(Extracted records)
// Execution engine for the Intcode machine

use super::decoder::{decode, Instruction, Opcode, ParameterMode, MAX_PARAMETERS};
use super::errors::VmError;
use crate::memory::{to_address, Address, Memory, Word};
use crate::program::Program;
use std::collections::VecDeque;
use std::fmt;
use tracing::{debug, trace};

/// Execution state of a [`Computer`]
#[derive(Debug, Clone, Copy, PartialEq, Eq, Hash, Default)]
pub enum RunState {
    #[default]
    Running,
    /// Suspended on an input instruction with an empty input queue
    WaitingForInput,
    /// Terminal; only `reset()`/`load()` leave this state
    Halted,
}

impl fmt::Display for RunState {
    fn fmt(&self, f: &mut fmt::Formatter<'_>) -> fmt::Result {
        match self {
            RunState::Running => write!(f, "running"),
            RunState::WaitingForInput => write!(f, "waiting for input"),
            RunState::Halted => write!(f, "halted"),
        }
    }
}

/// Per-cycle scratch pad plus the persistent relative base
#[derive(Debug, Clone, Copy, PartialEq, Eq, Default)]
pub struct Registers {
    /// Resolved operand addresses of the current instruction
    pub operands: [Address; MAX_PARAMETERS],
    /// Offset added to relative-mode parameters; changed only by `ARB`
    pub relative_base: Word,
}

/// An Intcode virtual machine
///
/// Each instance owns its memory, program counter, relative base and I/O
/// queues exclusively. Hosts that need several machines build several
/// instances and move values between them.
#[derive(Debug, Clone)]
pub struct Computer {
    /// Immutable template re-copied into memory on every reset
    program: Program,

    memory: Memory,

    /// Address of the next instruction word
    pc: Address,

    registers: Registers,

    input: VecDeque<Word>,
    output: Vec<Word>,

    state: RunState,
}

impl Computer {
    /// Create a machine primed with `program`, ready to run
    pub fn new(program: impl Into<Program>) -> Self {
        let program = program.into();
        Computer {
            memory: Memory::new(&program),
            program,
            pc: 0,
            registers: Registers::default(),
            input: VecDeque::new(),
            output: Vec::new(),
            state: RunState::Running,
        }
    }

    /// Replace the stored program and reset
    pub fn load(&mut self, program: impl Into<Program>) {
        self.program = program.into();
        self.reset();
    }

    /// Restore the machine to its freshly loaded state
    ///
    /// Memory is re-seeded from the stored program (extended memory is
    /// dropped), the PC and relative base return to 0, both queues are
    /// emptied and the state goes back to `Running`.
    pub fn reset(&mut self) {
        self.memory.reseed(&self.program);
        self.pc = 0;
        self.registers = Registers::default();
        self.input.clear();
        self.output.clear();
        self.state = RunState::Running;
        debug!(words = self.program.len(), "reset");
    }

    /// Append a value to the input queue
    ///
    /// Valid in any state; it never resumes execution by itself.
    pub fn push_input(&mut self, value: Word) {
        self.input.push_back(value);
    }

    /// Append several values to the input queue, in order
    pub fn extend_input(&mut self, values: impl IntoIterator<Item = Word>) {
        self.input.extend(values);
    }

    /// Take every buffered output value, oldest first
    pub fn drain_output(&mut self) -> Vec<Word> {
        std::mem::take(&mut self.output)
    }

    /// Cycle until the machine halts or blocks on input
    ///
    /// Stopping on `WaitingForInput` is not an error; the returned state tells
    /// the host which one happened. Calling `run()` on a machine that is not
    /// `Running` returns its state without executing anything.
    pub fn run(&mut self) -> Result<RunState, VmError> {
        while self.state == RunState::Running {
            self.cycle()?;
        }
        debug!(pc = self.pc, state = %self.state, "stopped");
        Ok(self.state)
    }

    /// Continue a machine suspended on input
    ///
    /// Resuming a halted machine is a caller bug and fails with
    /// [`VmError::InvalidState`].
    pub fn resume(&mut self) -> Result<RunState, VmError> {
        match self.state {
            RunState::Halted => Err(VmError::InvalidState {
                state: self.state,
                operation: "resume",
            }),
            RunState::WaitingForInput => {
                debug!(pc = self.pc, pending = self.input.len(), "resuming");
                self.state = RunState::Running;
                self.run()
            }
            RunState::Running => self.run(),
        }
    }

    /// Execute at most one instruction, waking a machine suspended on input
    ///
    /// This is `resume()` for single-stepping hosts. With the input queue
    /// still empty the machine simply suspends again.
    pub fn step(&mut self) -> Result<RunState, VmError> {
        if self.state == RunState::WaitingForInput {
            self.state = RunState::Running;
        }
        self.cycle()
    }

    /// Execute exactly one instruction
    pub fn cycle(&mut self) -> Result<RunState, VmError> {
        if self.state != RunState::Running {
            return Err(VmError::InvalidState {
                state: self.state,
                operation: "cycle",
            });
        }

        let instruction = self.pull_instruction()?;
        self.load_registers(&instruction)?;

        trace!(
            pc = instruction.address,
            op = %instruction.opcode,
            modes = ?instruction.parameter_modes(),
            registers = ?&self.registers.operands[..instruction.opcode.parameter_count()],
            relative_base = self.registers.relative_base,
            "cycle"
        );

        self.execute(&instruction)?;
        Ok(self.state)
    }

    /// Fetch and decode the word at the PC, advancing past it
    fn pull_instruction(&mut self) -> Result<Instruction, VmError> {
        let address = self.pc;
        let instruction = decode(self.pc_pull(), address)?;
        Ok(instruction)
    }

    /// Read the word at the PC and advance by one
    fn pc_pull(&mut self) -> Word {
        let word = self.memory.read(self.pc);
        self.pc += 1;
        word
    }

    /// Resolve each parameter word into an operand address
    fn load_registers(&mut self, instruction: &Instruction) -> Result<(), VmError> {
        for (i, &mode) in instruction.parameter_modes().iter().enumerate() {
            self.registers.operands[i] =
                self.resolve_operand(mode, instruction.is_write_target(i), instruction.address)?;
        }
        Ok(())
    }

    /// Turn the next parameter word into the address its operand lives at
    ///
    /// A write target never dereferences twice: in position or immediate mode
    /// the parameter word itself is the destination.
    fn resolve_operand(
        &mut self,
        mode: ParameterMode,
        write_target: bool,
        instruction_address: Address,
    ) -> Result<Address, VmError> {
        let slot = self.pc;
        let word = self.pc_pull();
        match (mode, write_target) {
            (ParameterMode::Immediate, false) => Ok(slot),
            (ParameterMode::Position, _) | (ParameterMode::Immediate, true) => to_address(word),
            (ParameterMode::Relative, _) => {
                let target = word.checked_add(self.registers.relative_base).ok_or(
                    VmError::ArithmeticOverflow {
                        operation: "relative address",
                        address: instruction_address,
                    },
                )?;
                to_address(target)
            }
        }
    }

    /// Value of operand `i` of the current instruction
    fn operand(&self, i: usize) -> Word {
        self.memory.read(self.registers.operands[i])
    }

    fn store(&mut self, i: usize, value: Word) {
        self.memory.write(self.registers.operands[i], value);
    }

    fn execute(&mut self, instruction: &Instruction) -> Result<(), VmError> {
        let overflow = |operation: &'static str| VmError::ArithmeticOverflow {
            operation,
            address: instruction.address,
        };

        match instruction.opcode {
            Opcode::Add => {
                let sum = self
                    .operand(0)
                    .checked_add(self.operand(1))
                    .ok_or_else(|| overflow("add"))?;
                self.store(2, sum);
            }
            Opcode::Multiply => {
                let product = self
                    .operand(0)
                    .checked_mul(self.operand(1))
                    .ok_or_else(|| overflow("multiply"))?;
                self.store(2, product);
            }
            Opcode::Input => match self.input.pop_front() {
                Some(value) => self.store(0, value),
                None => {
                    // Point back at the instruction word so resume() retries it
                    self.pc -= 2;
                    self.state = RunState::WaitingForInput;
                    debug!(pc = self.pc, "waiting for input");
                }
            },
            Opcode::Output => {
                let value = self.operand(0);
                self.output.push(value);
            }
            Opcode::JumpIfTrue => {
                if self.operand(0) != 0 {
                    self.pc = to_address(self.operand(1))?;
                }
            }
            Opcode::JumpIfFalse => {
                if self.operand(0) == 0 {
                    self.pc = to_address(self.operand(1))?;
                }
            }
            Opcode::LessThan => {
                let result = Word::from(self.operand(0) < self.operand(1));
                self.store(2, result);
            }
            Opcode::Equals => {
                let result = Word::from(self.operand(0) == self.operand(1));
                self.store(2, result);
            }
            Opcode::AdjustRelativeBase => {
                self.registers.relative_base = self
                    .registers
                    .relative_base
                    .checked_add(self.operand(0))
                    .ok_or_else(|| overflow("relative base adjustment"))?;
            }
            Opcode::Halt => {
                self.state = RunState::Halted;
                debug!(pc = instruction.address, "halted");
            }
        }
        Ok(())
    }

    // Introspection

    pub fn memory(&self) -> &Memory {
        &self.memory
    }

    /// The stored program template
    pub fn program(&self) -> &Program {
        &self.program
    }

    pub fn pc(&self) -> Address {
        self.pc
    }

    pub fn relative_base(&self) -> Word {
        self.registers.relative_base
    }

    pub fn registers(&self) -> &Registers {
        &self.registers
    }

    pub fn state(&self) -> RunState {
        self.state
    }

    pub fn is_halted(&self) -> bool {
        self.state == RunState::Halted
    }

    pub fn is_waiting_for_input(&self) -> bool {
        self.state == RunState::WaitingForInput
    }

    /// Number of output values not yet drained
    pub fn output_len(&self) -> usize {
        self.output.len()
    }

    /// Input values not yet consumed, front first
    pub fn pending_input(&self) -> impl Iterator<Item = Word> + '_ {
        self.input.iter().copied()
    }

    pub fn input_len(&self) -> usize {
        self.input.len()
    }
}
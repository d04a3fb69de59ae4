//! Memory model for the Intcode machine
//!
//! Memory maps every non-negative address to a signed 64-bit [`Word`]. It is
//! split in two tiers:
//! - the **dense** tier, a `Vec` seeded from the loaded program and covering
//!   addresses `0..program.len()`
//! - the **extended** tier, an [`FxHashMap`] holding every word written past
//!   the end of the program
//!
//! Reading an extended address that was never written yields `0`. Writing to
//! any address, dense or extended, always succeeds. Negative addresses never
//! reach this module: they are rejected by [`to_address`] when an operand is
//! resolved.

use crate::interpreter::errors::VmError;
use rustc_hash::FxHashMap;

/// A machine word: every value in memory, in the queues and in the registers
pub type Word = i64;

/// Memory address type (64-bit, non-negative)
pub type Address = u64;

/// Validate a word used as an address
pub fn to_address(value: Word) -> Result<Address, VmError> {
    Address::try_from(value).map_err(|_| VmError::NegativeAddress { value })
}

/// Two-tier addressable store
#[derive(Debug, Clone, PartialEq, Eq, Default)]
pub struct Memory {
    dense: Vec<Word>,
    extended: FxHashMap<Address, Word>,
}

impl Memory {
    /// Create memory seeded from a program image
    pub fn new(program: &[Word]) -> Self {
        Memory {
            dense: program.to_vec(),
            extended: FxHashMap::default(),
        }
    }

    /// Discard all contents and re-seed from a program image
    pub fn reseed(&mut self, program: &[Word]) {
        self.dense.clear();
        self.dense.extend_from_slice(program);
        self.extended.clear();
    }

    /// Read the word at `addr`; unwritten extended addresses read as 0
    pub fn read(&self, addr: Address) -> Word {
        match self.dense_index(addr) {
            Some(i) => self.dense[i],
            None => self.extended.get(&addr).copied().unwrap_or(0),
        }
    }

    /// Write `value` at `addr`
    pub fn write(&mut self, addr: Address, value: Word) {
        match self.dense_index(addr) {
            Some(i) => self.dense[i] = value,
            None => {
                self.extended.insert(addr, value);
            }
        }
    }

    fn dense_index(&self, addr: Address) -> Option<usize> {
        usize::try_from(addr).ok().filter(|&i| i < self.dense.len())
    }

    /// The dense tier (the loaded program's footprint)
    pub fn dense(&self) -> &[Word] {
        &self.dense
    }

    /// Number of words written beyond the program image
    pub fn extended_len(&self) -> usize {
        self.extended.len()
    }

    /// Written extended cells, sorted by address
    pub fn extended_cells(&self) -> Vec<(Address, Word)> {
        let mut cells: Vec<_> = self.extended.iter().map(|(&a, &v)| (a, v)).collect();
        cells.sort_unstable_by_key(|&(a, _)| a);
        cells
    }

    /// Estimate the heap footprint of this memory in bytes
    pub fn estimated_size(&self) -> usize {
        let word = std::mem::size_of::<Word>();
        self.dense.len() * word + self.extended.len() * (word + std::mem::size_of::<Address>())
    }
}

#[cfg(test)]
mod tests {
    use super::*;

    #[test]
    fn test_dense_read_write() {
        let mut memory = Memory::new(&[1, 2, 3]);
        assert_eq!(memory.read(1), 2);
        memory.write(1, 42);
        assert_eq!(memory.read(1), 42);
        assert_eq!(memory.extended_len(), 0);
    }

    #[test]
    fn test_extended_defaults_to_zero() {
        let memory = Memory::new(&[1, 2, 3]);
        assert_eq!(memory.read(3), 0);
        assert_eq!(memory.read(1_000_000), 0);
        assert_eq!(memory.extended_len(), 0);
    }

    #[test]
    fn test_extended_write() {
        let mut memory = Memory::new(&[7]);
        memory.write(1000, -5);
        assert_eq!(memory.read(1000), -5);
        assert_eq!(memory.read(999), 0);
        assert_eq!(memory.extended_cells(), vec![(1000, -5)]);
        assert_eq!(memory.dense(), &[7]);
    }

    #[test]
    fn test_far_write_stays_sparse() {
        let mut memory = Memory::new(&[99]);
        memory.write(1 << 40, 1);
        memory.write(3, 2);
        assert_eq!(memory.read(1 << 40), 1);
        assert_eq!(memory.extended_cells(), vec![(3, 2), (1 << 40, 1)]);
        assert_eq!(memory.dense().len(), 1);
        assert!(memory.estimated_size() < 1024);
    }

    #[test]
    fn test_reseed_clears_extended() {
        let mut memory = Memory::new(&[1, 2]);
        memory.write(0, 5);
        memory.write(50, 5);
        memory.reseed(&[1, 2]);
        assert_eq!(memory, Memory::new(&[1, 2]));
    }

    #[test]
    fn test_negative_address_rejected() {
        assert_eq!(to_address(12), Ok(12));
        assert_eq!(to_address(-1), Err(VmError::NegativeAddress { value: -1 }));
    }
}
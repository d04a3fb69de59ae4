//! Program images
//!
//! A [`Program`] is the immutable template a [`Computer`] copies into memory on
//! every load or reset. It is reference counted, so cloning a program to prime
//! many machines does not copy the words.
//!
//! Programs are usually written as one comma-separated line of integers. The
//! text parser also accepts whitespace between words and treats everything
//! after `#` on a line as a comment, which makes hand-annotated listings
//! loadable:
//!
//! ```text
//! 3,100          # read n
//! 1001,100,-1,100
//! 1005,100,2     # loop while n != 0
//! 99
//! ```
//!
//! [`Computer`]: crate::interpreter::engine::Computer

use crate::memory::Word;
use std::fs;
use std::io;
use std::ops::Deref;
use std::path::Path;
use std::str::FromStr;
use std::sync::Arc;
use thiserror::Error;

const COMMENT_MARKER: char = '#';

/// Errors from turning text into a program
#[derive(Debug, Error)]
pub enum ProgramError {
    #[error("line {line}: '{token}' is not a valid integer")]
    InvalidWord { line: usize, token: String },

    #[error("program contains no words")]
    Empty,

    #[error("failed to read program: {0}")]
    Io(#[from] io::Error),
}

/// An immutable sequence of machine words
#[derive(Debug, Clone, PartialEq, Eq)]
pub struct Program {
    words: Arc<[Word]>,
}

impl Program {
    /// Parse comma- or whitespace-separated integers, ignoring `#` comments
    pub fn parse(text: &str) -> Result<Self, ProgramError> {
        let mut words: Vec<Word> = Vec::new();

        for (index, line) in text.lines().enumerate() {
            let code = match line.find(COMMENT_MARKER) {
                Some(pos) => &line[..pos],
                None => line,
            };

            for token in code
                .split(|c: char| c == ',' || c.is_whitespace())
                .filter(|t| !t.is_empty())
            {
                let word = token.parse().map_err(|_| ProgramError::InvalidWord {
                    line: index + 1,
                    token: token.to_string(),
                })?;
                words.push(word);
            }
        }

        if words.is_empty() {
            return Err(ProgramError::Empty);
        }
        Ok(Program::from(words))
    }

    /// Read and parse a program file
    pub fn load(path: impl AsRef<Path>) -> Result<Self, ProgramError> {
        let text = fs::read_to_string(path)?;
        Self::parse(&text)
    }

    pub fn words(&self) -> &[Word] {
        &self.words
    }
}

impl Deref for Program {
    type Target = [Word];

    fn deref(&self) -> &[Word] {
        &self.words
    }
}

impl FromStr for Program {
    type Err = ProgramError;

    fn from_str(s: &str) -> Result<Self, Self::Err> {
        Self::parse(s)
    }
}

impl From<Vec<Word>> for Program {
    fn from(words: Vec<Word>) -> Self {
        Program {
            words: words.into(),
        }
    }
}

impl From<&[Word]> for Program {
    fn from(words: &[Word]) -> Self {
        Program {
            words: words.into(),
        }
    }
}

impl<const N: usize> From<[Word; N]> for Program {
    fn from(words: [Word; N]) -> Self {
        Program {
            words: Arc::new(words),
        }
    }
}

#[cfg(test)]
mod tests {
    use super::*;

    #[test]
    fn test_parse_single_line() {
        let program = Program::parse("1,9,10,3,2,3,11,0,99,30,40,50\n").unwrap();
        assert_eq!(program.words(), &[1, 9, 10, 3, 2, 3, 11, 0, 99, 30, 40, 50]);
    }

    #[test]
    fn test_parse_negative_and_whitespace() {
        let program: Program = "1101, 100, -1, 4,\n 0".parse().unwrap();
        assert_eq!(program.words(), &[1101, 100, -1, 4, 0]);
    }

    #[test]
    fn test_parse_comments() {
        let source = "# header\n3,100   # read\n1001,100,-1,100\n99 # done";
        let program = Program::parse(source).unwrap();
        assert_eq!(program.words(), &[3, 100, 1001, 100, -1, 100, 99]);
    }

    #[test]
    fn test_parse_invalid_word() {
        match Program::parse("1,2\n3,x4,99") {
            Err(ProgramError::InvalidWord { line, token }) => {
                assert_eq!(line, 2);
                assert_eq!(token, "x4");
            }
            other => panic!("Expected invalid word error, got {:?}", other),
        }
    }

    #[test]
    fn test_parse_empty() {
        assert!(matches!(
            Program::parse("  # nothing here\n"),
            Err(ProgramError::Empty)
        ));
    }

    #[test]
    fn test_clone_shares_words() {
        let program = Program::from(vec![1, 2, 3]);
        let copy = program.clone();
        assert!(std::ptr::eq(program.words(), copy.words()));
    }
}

• _The problem_
Once you find the line containing "use std::fmt;", stop: reproduce exactly that line and every line of the data before it, and nothing else.

• _Exercise response_
// Execution engine for the Intcode machine

use super::decoder::{decode, Instruction, Opcode, ParameterMode, MAX_PARAMETERS};
use super::errors::VmError;
use crate::memory::{to_address, Address, Memory, Word};
use crate::program::Program;
use std::collections::VecDeque;
use std::fmt;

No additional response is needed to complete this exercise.